As soon as the line containing "if to_read == 0" appears in the material below, start returning lines exactly, and end with the line containing "connected sink/consumer pair.".
----
//! Ring buffer between the tick loop and the playback thread
//!
//! The producer side ([`RingBufferSink`]) is driven by the buffering engine;
//! the consumer side ([`RingBufferConsumer`]) is read by the audio callback.
//! Storage is a `parking_lot` mutex with atomic positions, so the queue depth
//! can be sampled without taking the lock.

use super::{AudioSink, QueueState, StreamConfig};
use crate::{ChipdeckError, Result};
use parking_lot::Mutex;
use std::sync::atomic::{AtomicU64, AtomicUsize, Ordering};
use std::sync::Arc;

/// Fixed-capacity i16 ring buffer (one producer, one consumer).
#[derive(Debug)]
pub struct RingBuffer {
    buffer: Mutex<Vec<i16>>,
    write_pos: AtomicUsize,
    read_pos: AtomicUsize,
    capacity: usize,
    mask: usize,
}

impl RingBuffer {
    /// Create a buffer; capacity is rounded up to a power of two.
    pub fn new(requested_capacity: usize) -> Result<Self> {
        if requested_capacity == 0 {
            return Err(ChipdeckError::Config(
                "ring buffer capacity must be greater than 0".into(),
            ));
        }
        let capacity = requested_capacity.next_power_of_two();

        // 64 MB of samples
        const MAX_CAPACITY: usize = 64 * 1024 * 1024 / std::mem::size_of::<i16>();
        if capacity > MAX_CAPACITY {
            return Err(ChipdeckError::Config(format!(
                "ring buffer capacity {capacity} exceeds maximum {MAX_CAPACITY}"
            )));
        }

        let mut storage = Vec::new();
        storage
            .try_reserve_exact(capacity)
            .map_err(|_| ChipdeckError::Allocation(capacity * std::mem::size_of::<i16>()))?;
        storage.resize(capacity, 0);

        Ok(RingBuffer {
            buffer: Mutex::new(storage),
            write_pos: AtomicUsize::new(0),
            read_pos: AtomicUsize::new(0),
            capacity,
            mask: capacity - 1,
        })
    }

    /// Buffer capacity in samples.
    pub fn capacity(&self) -> usize {
        self.capacity
    }

    /// Samples ready to read.
    pub fn available_read(&self) -> usize {
        let write = self.write_pos.load(Ordering::Acquire);
        let read = self.read_pos.load(Ordering::Acquire);
        write.wrapping_sub(read)
    }

    /// Free space in samples (one slot stays empty).
    pub fn available_write(&self) -> usize {
        self.capacity - 1 - self.available_read().min(self.capacity - 1)
    }

    /// Write as many samples as fit; returns the count written.
    pub fn write(&self, samples: &[i16]) -> usize {
        let mut buf = self.buffer.lock();

        let write_pos = self.write_pos.load(Ordering::Acquire);
        let read_pos = self.read_pos.load(Ordering::Acquire);
        let used = write_pos.wrapping_sub(read_pos);
        let to_write = samples.len().min(self.capacity - 1 - used);
        if to_write == 0 {
            return 0;
        }

        let write_idx = write_pos & self.mask;
        if write_idx + to_write <= self.capacity {
            buf[write_idx..write_idx + to_write].copy_from_slice(&samples[..to_write]);
        } else {
            let first = self.capacity - write_idx;
            buf[write_idx..].copy_from_slice(&samples[..first]);
            buf[..to_write - first].copy_from_slice(&samples[first..to_write]);
        }
        drop(buf);

        self.write_pos
            .store(write_pos.wrapping_add(to_write), Ordering::Release);
        to_write
    }

    /// Read up to `dest.len()` samples; returns the count read.
    pub fn read(&self, dest: &mut [i16]) -> usize {
        let buf = self.buffer.lock();

        let write_pos = self.write_pos.load(Ordering::Acquire);
        let read_pos = self.read_pos.load(Ordering::Acquire);
        let to_read = dest.len().min(write_pos.wrapping_sub(read_pos));
        if to_read == 0 {
            return 0;
        }

        let read_idx = read_pos & self.mask;
        if read_idx + to_read <= self.capacity {
            dest[..to_read].copy_from_slice(&buf[read_idx..read_idx + to_read]);
        } else {
            let first = self.capacity - read_idx;
            dest[..first].copy_from_slice(&buf[read_idx..]);
            dest[first..to_read].copy_from_slice(&buf[..to_read - first]);
        }
        drop(buf);

        self.read_pos
            .store(read_pos.wrapping_add(to_read), Ordering::Release);
        to_read
    }

    /// Discard everything queued.
    pub fn flush(&self) {
        let write_pos = self.write_pos.load(Ordering::Acquire);
        self.read_pos.store(write_pos, Ordering::Release);
    }

    /// Fill level, 0.0 to 1.0.
    pub fn fill_percentage(&self) -> f32 {
        self.available_read() as f32 / self.capacity as f32
    }
}

/// Producer half: an [`AudioSink`] writing into a shared ring buffer.
#[derive(Debug)]
pub struct RingBufferSink {
    ring: Arc<RingBuffer>,
    block_samples: usize,
    overruns: Arc<AtomicU64>,
}

/// Consumer half, handed to the playback thread.
#[derive(Debug, Clone)]
pub struct RingBufferConsumer {
    ring: Arc<RingBuffer>,
    underruns: Arc<AtomicU64>,
}

impl RingBufferSink {
    /// Create a connected sink/consumer pair.
    pub fn new(config: StreamConfig) -> Result<(Self, RingBufferConsumer)> {
        let ring = Arc::new(RingBuffer::new(config.ring_buffer_size)?);
        let sink = RingBufferSink {
            ring: Arc::clone(&ring),
            block_samples: config.block_samples.max(1),
            overruns: Arc::new(AtomicU64::new(0)),
        };
        let consumer = RingBufferConsumer {
            ring,
            underruns: Arc::new(AtomicU64::new(0)),
        };
        Ok((sink, consumer))
    }

    /// Pair with room for `latency_ms` of audio at `sample_rate`.
    pub fn with_latency_ms(
        sample_rate: u32,
        block_samples: usize,
        latency_ms: u32,
    ) -> Result<(Self, RingBufferConsumer)> {
        Self::new(StreamConfig::with_latency_ms(
            sample_rate,
            block_samples,
            latency_ms,
        ))
    }

    /// Samples currently queued.
    pub fn queued(&self) -> usize {
        self.ring.available_read()
    }

    /// Blocks that did not fit completely.
    pub fn overruns(&self) -> u64 {
        self.overruns.load(Ordering::Relaxed)
    }
}

impl AudioSink for RingBufferSink {
    fn queue_state(&self) -> QueueState {
        if self.ring.available_read() == 0 {
            QueueState::Idle
        } else if self.ring.available_write() < self.block_samples {
            QueueState::Full
        } else {
            QueueState::Accepting
        }
    }

    /// Queue `block`. A block that does not fit completely is an overrun:
    /// the part that fit stays queued and `BufferOverrun` is returned, so the
    /// buffering engine stops without banking the block.
    fn submit(&mut self, block: &[i16]) -> Result<()> {
        let written = self.ring.write(block);
        if written < block.len() {
            self.overruns.fetch_add(1, Ordering::Relaxed);
            let dropped = block.len() - written;
            log::debug!("ring buffer overrun: {dropped} of {} samples dropped", block.len());
            return Err(ChipdeckError::BufferOverrun {
                dropped,
                block: block.len(),
            });
        }
        Ok(())
    }
}

impl RingBufferConsumer {
    /// Read queued samples into `dest`, zero-filling on underrun. Returns the
    /// number of real samples read.
    pub fn read(&self, dest: &mut [i16]) -> usize {
        let read = self.ring.read(dest);
        if read < dest.len() {
            dest[read..].fill(0);
            self.underruns.fetch_add(1, Ordering::Relaxed);
        }
        read
    }

    /// Reads that came up short.
    pub fn underruns(&self) -> u64 {
        self.underruns.load(Ordering::Relaxed)
    }

    /// Samples currently queued.
    pub fn available(&self) -> usize {
        self.ring.available_read()
    }
}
----
Your solution:
        if to_read == 0 {
            return 0;
        }

        let read_idx = read_pos & self.mask;
        if read_idx + to_read <= self.capacity {
            dest[..to_read].copy_from_slice(&buf[read_idx..read_idx + to_read]);
        } else {
            let first = self.capacity - read_idx;
            dest[..first].copy_from_slice(&buf[read_idx..]);
            dest[first..to_read].copy_from_slice(&buf[..to_read - first]);
        }
        drop(buf);

        self.read_pos
            .store(read_pos.wrapping_add(to_read), Ordering::Release);
        to_read
    }

    /// Discard everything queued.
    pub fn flush(&self) {
        let write_pos = self.write_pos.load(Ordering::Acquire);
        self.read_pos.store(write_pos, Ordering::Release);
    }

    /// Fill level, 0.0 to 1.0.
    pub fn fill_percentage(&self) -> f32 {
        self.available_read() as f32 / self.capacity as f32
    }
}

/// Producer half: an [`AudioSink`] writing into a shared ring buffer.
#[derive(Debug)]
pub struct RingBufferSink {
    ring: Arc<RingBuffer>,
    block_samples: usize,
    overruns: Arc<AtomicU64>,
}

/// Consumer half, handed to the playback thread.
#[derive(Debug, Clone)]
pub struct RingBufferConsumer {
    ring: Arc<RingBuffer>,
    underruns: Arc<AtomicU64>,
}

impl RingBufferSink {
    /// Create a connected sink/consumer pair.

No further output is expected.